Our current system of banking has made loans to businesses based on business plans that expected demand for goods at pre banking crash levels. The banks have not been calling in these now bad loans.
Why because we bailed out the banks. However that cash cannot keep the banks afloat forever.
Ben’s attempt to boost demand by lowering the Dollar’s value and not expecting other countries to lower the value of their money and not expecting Americans to lower their consumer spending as the value of the Dollar goes down is insane.
Ben is rearranging the deck chairs on the Titanic, he’s fiddling as Rome burns.
He’s doing the only thing he has left to do, since he can’t bear the thought of doing nothing. It didn’t work last time, and won’t work this time, but by crimney, he’s doing something.

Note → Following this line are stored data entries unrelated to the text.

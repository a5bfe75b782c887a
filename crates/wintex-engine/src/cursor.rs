//! Cursor texture pipeline.
//!
//! One capture/upload slot for the system cursor icon, scheduled through
//! the capture manager like any window. The cursor *position* never goes
//! through the pipeline — it is a cheap synchronous OS query answered on
//! demand.

use std::ffi::c_void;
use std::sync::Arc;

use crate::texture::TextureSlot;

/// The single cursor entity.
pub struct CursorPipeline {
    slot: Arc<TextureSlot>,
}

impl Default for CursorPipeline {
    fn default() -> Self {
        Self::new()
    }
}

impl CursorPipeline {
    pub fn new() -> Self {
        Self {
            slot: Arc::new(TextureSlot::new()),
        }
    }

    /// The cursor's capture/upload slot, shared with the capture manager.
    pub fn slot(&self) -> &Arc<TextureSlot> {
        &self.slot
    }

    /// Width of the latest captured cursor image.
    pub fn texture_width(&self) -> u32 {
        self.slot.buffer_width()
    }

    /// Height of the latest captured cursor image.
    pub fn texture_height(&self) -> u32 {
        self.slot.buffer_height()
    }

    /// Opaque GPU texture pointer; null before the first upload.
    pub fn texture_handle(&self) -> *mut c_void {
        self.slot.native_handle()
    }
}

Also, with the new Congress, you can forget about any fiscal stimulus. QE2 is the whole show for the next two years. And it won’t work.
Most businesses get tax credits instead of the tax deductions available to the rest of us. As a result, they not only avoid paying taxes they actually GET money from the Treasury.
He’s making things works he’s peeing gas on a bonfire. I agree he has to do something…wait panic this is a Panic reaction.
The Fed is in Panic mode…Great just what we don’t need.
But Teddy, bears ARE people. I know some lovely ones. ;-)
I love this video, it’s even better than the bears’ video on health care. Hence forth I think we should refer to the Fed Chair as “The Benbernank.”
You’re just being inflammatory.
Doesn’t Ben need a helicopter for this, though?
How come neither BEAR mentions the helicopter?
You know, I don’t think this is a helicopter, which would distribute clouds of cash far and wide. I think this is a plutocrat-seeking smart-bomb of cash blasting directly into the PDs accounts.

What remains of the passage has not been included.